[lug] MIDI Keyboard for Linux
Jed S. Baer
blug at jbaer.cotse.net
Sun Dec 27 10:18:35 MST 2015
I'm definitely looking at a MIDI keyboard. Plenty of those available,
even under $100. At the moment, I can plug things together using
patchage, and I don't know that, for my purposes, I need to switch to
using Jack. I recall quite a lot of hollering when Pulseaudio first came
out, and articles about how to get rid of it, and get Jack working.
Amsynth plays through the sound card, and I can use pavucontrol to turn
on capture on the Alsa interface, if I want to record. It all seems to
play well together, though I'm not wild about the UI for Amsynth or
patchage. But they're functional, which is good enough for my current
purposes. I'll probably try some other softsynths at some point.
While I recognize the tradeoffs, I think a 2 octave keyboard is good for
now. I really need to be in the mode of getting rid of things, vs.
acquiring more stuff, so smaller is better.

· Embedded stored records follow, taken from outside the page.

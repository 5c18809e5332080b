//! API error-handling module

use std::fmt;

use axum::{
    http::StatusCode,
    response::{IntoResponse, Response},
    Json,
};
use serde::{Deserialize, Serialize};
use tracing::error;
use utoipa::ToSchema;

use crate::domain::communication::mailer::MailerError;

/// An error response
#[derive(Debug, Deserialize, Serialize, ToSchema)]
pub struct ErrorResponse {
    /// The error message
    #[schema(example = "Internal server error")]
    pub error: String,
}

/// An error raised in the API
#[derive(Debug, Deserialize, ToSchema)]
pub struct ApiError {
    /// The status code
    #[schema(example = 500, value_type = u16)]
    #[serde(with = "http_serde::status_code")]
    pub status: StatusCode,

    /// The error message
    #[schema(example = "Internal server error")]
    pub message: String,
}

impl ApiError {
    /// Create a new API error
    pub fn new(status: StatusCode, message: &str) -> Self {
        Self {
            status,
            message: message.to_string(),
        }
    }

    /// Create a new not found error
    pub fn new_404(message: &str) -> Self {
        Self::new(StatusCode::NOT_FOUND, message)
    }

    /// Create new internal server error
    pub fn new_500(message: &str) -> Self {
        Self::new(StatusCode::INTERNAL_SERVER_ERROR, message)
    }

    /// Create a new bad gateway error
    pub fn new_502(message: &str) -> Self {
        Self::new(StatusCode::BAD_GATEWAY, message)
    }

    /// Create a new service unavailable error
    pub fn new_503(message: &str) -> Self {
        Self::new(StatusCode::SERVICE_UNAVAILABLE, message)
    }
}

impl fmt::Display for ApiError {
    fn fmt(&self, f: &mut fmt::Formatter<'_>) -> fmt::Result {
        write!(f, "{}", self.message)
    }
}

impl IntoResponse for ApiError {
    fn into_response(self) -> Response {
        (
            self.status,
            Json(ErrorResponse {
                error: self.message,
            }),
        )
            .into_response()
    }
}

impl From<MailerError> for ApiError {
    fn from(err: MailerError) -> Self {
        match err {
            MailerError::TransportConfiguration(detail) => {
                error!("email is not configured: {detail}");

                ApiError::new_503("Email is not available, please try again later")
            }
            MailerError::DeliverySend { message, .. } => {
                ApiError::new_502(&format!("Could not send email: {message}"))
            }
        }
    }
}

#[cfg(test)]
mod tests {
    use axum::{body::to_bytes, http::StatusCode, response::IntoResponse};
    use testresult::TestResult;

    use super::*;

    #[tokio::test]
    async fn test_error_response() -> TestResult {
        let error = ApiError {
            status: StatusCode::INTERNAL_SERVER_ERROR,
            message: "Internal server error".to_string(),
        };

        let response = error.into_response();
        let body = to_bytes(response.into_body(), usize::MAX).await?;

        assert_eq!(body, r#"{"error":"Internal server error"}"#);

        Ok(())
    }

    #[test]
    fn test_missing_mail_configuration_is_unavailable() {
        let api_error = ApiError::from(MailerError::configuration("SMTP_HOST is not set"));

        assert_eq!(api_error.status, StatusCode::SERVICE_UNAVAILABLE);
        assert!(!api_error.message.contains("SMTP_HOST"));
    }

    #[test]
    fn test_delivery_failure_is_bad_gateway() {
        let api_error = ApiError::from(MailerError::rejected("Invalid `to` field."));

        assert_eq!(api_error.status, StatusCode::BAD_GATEWAY);
        assert_eq!(api_error.message, "Could not send email: Invalid `to` field.");
    }
}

I've been able to capture the output of vmpk using nted, but trying to
edit from there was not a happening thing. Perhaps I will need to read
I'm currently on kernel 3.11 (long story, different topic), but
everything seems to be working OK.
On Sat, 26 Dec 2015 14:13:21 -0700
Lee Woodworth wrote:
> Things I have discovered fiddling with a 61 key Casio keyboard w/
> usb-midi. It was a special sale ~ $80. Seems to be a common price is ~
> o Not all of the low-end keyboards have USB midi.

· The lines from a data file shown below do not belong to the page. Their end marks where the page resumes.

/// A leaf inside a tab group splits the whole group. A root splits its active content.
pub(super) fn split_target<C>(tree: &DockTree<C>, target: DockableId) -> Result<SplitTarget, DockError> {
    let dockable = tree.get(target).ok_or(DockError::MissingDockable(target))?;
    if dockable.is_splitter() {
        return Err(DockError::OperationNotAllowed {
            operation: DockOperation::None,
            target: Some(target),
        });
    }
    if dockable.is_leaf() {
        return Ok(SplitTarget::Dockable(
            tree.tabbed_owner(target).unwrap_or(target),
        ));
    }
    if let Some(container) = dockable.container()
        && container.kind.is_root()
    {
        let content = tree.content_children(target);
        let active = container.active.filter(|a| content.contains(a));
        return Ok(match active.or_else(|| content.first().copied()) {
            Some(child) => SplitTarget::Dockable(child),
            None => SplitTarget::EmptyRoot(target),
        });
    }
    Ok(SplitTarget::Dockable(target))
}

/// Structural checks for placing `source` beside `target`. Returns `target`'s owner.
pub(super) fn check_split<C>(
    tree: &DockTree<C>,
    source: DockableId,
    target: DockableId,
    operation: DockOperation,
    moving: bool,
) -> Result<DockableId, DockError> {
    let Location::Visible { owner, .. } = tree.location(target) else {
        return Err(DockError::OperationNotAllowed {
            operation,
            target: Some(target),
        });
    };
    if moving {
        if source == target {
            return Err(DockError::SelfTarget(source));
        }
        if tree.is_in_subtree(source, target) {
            return Err(DockError::TargetInsideSource { source, target });
        }
        // Would leave `target` empty and then collapse it.
        if tree.owner(source) == Some(target) && tree.content_children(target) == [source] {
            return Err(DockError::OperationNotAllowed {
                operation,
                target: Some(target),
            });
        }
    }
    Ok(owner)
}

/// Structural checks for tabbing `source` into `target`.
pub(super) fn check_fill<C>(
    tree: &DockTree<C>,
    source: DockableId,
    target: DockableId,
    moving: bool,
) -> Result<(), DockError> {
    let dockable = tree.get(target).ok_or(DockError::MissingDockable(target))?;
    if moving {
        if source == target {
            return Err(DockError::SelfTarget(source));
        }
        if tree.is_in_subtree(source, target) {
            return Err(DockError::TargetInsideSource { source, target });
        }
    }
    let attached = matches!(tree.location(target), Location::Visible { .. });
    if dockable.is_splitter() || (dockable.is_leaf() && !attached) {
        return Err(DockError::OperationNotAllowed {
            operation: DockOperation::Fill,
            target: Some(target),
        });
    }
    Ok(())
}

/// The neighbour a corner drop bands `target` with: the content sibling on the `horizontal`
/// side inside a horizontally split `owner`. A moving `source` is skipped, since it leaves first.
pub(super) fn corner_partner<C>(
    tree: &DockTree<C>,
    source: DockableId,
    target: DockableId,
    owner: DockableId,
    horizontal: DockOperation,
    moving: bool,
) -> Option<DockableId> {
    let orientation = tree.container(owner)?.kind.proportional_orientation()?;
    if orientation != Orientation::Horizontal {
        return None;
    }
    let content: Vec<DockableId> = tree
        .content_children(owner)
        .into_iter()
        .filter(|&id| !(moving && id == source))
        .collect();
    let index = content.iter().position(|&id| id == target)?;
    let partner = if horizontal.source_first() {
        content.get(index.checked_sub(1)?)
    } else {
        content.get(index + 1)
    };
    let partner = *partner?;
    // The partner would empty out and collapse once the source leaves it.
    if moving && tree.content_children(partner) == [source] {
        return None;
    }
    Some(partner)
}

/// Puts `target` and its neighbour `partner` into one band that a corner drop then splits.
///
/// When the two are all their owner holds, the owner is the band. Otherwise they move into a
/// new proportional dock of the owner's orientation at their slot, keeping order and shares.
pub(super) fn band_with<C>(
    tree: &mut DockTree<C>,
    target: DockableId,
    partner: DockableId,
) -> DockableId {
    let Some(owner) = tree.owner(target) else {
        debug_assert!(false, "corner target {target} is not attached");
        return target;
    };
    if tree.content_children(owner).len() <= 2 {
        return owner;
    }
    let Some(orientation) = tree
        .container(owner)
        .and_then(|c| c.kind.proportional_orientation())
    else {
        debug_assert!(false, "corner target {target} is not in a split");
        return target;
    };
    if let Err(err) = assign_proportions(tree, owner) {
        log::warn!("failed to rescale {owner} before banding {target}: {err}");
    }

    let children = tree.children(owner);
    let (Some(t), Some(p)) = (
        children.iter().position(|&id| id == target),
        children.iter().position(|&id| id == partner),
    ) else {
        debug_assert!(false, "corner partner {partner} is not beside {target}");
        return target;
    };
    let (first, last) = (t.min(p), t.max(p));
    let span = children[first..=last].to_vec();
    let share: f64 = [target, partner]
        .iter()
        .filter_map(|&id| tree.get(id))
        .map(|d| d.proportion)
        .sum();
    let was_active = tree.active(owner).is_some_and(|a| span.contains(&a));

    for &id in &span {
        if tree.detach(id).is_err() {
            debug_assert!(false, "failed to detach {id} for banding");
            return target;
        }
    }
    let band = tree.create_dock(DockKind::Proportional { orientation });
    tree.attach_unchecked(band, owner, Some(first));
    set_proportion(tree, band, share);
    for &id in &span {
        tree.attach_unchecked(id, band, None);
    }
    if let Err(err) = assign_proportions(tree, band) {
        log::warn!("failed to rescale band {band}: {err}");
    }
    if was_active && tree.active(owner) != Some(band) {
        let _ = tree.set_active(owner, Some(band));
    }
    log::debug!("banded {target} with {partner} in {orientation:?} dock {band}");
    band
}

fn edge_alignment(edge: DockOperation) -> PinnedAlignment {
    match edge {
        DockOperation::Right => PinnedAlignment::Right,
        DockOperation::Top => PinnedAlignment::Top,
        DockOperation::Bottom => PinnedAlignment::Bottom,
        _ => PinnedAlignment::Left,
    }
}

/// Tab group kind a lone leaf gets wrapped in.
pub(super) fn tab_group_for<C>(tree: &DockTree<C>, leaf: DockableId, alignment: PinnedAlignment) -> DockKind {
    match tree.get(leaf).map(|d| &d.kind) {
        Some(DockableKind::Document) => DockKind::Document {
            layout: DocumentLayout::Tabbed,
        },
        _ => DockKind::Tool { alignment },
    }
}

fn set_proportion<C>(tree: &mut DockTree<C>, id: DockableId, proportion: f64) {
    if let Some(d) = tree.get_mut(id) {
        d.proportion = proportion;
    }
}

/// Places the detached `placed` on the `edge` side of the attached `target`.
///
/// Flattens into `target`'s owner when it already splits along the same axis, otherwise wraps
/// `target` in a new proportional dock at its slot. A leaf placed beside a tab group gets its
/// own tab group. Returns the dockable that now sits beside `target`.
pub(super) fn insert_beside<C>(
    tree: &mut DockTree<C>,
    options: &DockOptions,
    placed: DockableId,
    target: DockableId,
    edge: DockOperation,
) -> DockableId {
    let Some(orientation) = edge.split_orientation() else {
        debug_assert!(false, "{edge:?} is not an edge");
        return placed;
    };
    let Location::Visible { owner, index } = tree.location(target) else {
        debug_assert!(false, "split target {target} is not attached");
        return placed;
    };

    let wrap = tree.get(placed).is_some_and(|d| d.is_leaf())
        && tree.container(target).is_some_and(|c| c.kind.is_tabbed());
    let item = if wrap {
        let kind = tab_group_for(tree, placed, edge_alignment(edge));
        let group = tree.create_dock(kind);
        tree.attach_unchecked(placed, group, None);
        group
    } else {
        placed
    };

    let ratio = options.default_split_ratio.clamp(0.0, 1.0);
    let thickness = options.splitter_thickness;
    let same_axis = tree
        .container(owner)
        .and_then(|c| c.kind.proportional_orientation())
        == Some(orientation);

    if same_axis {
        if let Err(err) = assign_proportions(tree, owner) {
            log::warn!("failed to rescale {owner} before splitting {target}: {err}");
        }
        let share = tree.get(target).map_or(0.0, |d| d.proportion);
        set_proportion(tree, target, share * (1.0 - ratio));
        set_proportion(tree, item, share * ratio);
        let splitter = tree.create_splitter(thickness);
        if edge.source_first() {
            tree.attach_unchecked(item, owner, Some(index));
            tree.attach_unchecked(splitter, owner, Some(index + 1));
        } else {
            tree.attach_unchecked(splitter, owner, Some(index + 1));
            tree.attach_unchecked(item, owner, Some(index + 2));
        }
        log::debug!("split {target} {edge:?}: {item} joins {orientation:?} dock {owner}");
    } else {
        wrap_pair(tree, thickness, ratio, item, target, owner, index, orientation, edge.source_first());
        log::debug!("split {target} {edge:?}: new {orientation:?} dock around {target} and {item}");
    }
    item
}

#[allow(clippy::too_many_arguments)]
fn wrap_pair<C>(
    tree: &mut DockTree<C>,
    thickness: f32,
    ratio: f64,
    item: DockableId,
    target: DockableId,
    owner: DockableId,
    index: usize,
    orientation: Orientation,
    item_first: bool,
) {
    let was_active = tree.active(owner) == Some(target);
    let share = tree.get(target).map_or(f64::NAN, |d| d.proportion);
    let wrapper = tree.create_dock(DockKind::Proportional { orientation });

    if tree.detach(target).is_err() {
        debug_assert!(false, "failed to detach split target {target}");
        return;
    }
    tree.attach_unchecked(wrapper, owner, Some(index));
    set_proportion(tree, wrapper, share);
    if was_active && tree.active(owner) != Some(wrapper) {
        let _ = tree.set_active(owner, Some(wrapper));
    }

    set_proportion(tree, target, 1.0 - ratio);
    set_proportion(tree, item, ratio);
    let splitter = tree.create_splitter(thickness);
    let (first, second) = if item_first {
        (item, target)
    } else {
        (target, item)
    };
    for child in [first, splitter, second] {
        tree.attach_unchecked(child, wrapper, None);
    }
}

/// Where a fill puts the new tab(s).
enum FillPlan {
    /// Insert into a tab group at `index`.
    Tabs { dock: DockableId, index: usize },
    /// The target leaf sits in a non-tabbed dock: give it a tab group first.
    WrapLeaf { leaf: DockableId },
    /// Append to a non-tabbed dock.
    Append { dock: DockableId },
}

fn fill_plan<C>(tree: &DockTree<C>, target: DockableId) -> Option<FillPlan> {
    let dockable = tree.get(target)?;
    if let Some(container) = dockable.container() {
        if container.kind.is_tabbed() {
            let index = container
                .active
                .and_then(|a| container.index_of(a))
                .map_or(container.visible.len(), |i| i + 1);
            return Some(FillPlan::Tabs {
                dock: target,
                index,
            });
        }
        return Some(FillPlan::Append { dock: target });
    }
    let owner = dockable.owner?;
    let container = tree.container(owner)?;
    if container.kind.is_tabbed() {
        let index = container.index_of(target)? + 1;
        return Some(FillPlan::Tabs { dock: owner, index });
    }
    Some(FillPlan::WrapLeaf { leaf: target })
}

> o The Casio works w/o ucode loading or a dongle, just needs a USB cable.
> o Keyboards may be able to receive midi events (be played from the
> computer) as well as send key events (the casio does this)
> o AFICT, a controller requires a connection to a synth of some kind.
> Thats why I went with a keyboard.
> o If you want to hear multiple sound sources via the computer
> head-phone jack (e.g. play a music file and hear a soft synth)
> ALSA device exclusivity can be a problem.
> o Using jack will allow simultaneous use of multiple sound sources but
> does complicate usage. Also your software needs to support jack and
> be configured o Qsnyth + soundfonts works as plain soft synth and works
> with jack o Rosegarden records midi and converts to music notation and
> works with jack o Qjackctl helps with connecting jack sources/sinks
> Software I have installed:
> Kernel 4.3 config/drivers that work for me:
> snd_usbmidi_lib 16064 0
> snd_seq_midi 4448 0
> snd_rawmidi 14992 2 snd_usbmidi_lib,snd_seq_midi
> snd_seq_midi_event 4416 1 snd_seq_midi
> snd_seq 39320 2 snd_seq_midi_event,snd_seq_midi
> snd_seq_device 2376 3 snd_seq,snd_rawmidi,snd_seq_midi
> Kernel modules that are explicitly loaded:
> On 12/26/2015 09:33 AM, Jed S. Baer wrote:
> > Hi Folks.
> > Idly pondering picking up a small MIDI keyboard controller. I can't
> > call myself a musician, as such, so I'm not looking for something
> > like a Nord Clavia. But, on rare occasions, I get the urge to play
> > around. I discovered, yesterday, that using an on-screen keyboard
> > (vmpk) was nuts.
> > Just looking around, I note products such as the Alesis V25 can be had
> > quite cheaply.
> > http://www.amazon.com/gp/product/B00IWWBSD6/
> > It gets mixed reviews, but I'm not sure the issues raised will matter
> > to me.
> > Right now, there's a nice price on the Arturia Minilab too, and I
> > suspect it's a better piece of gear. But I'm reading comments about
> > needing a "USB License key". Ruh-roh - not Linux compatible?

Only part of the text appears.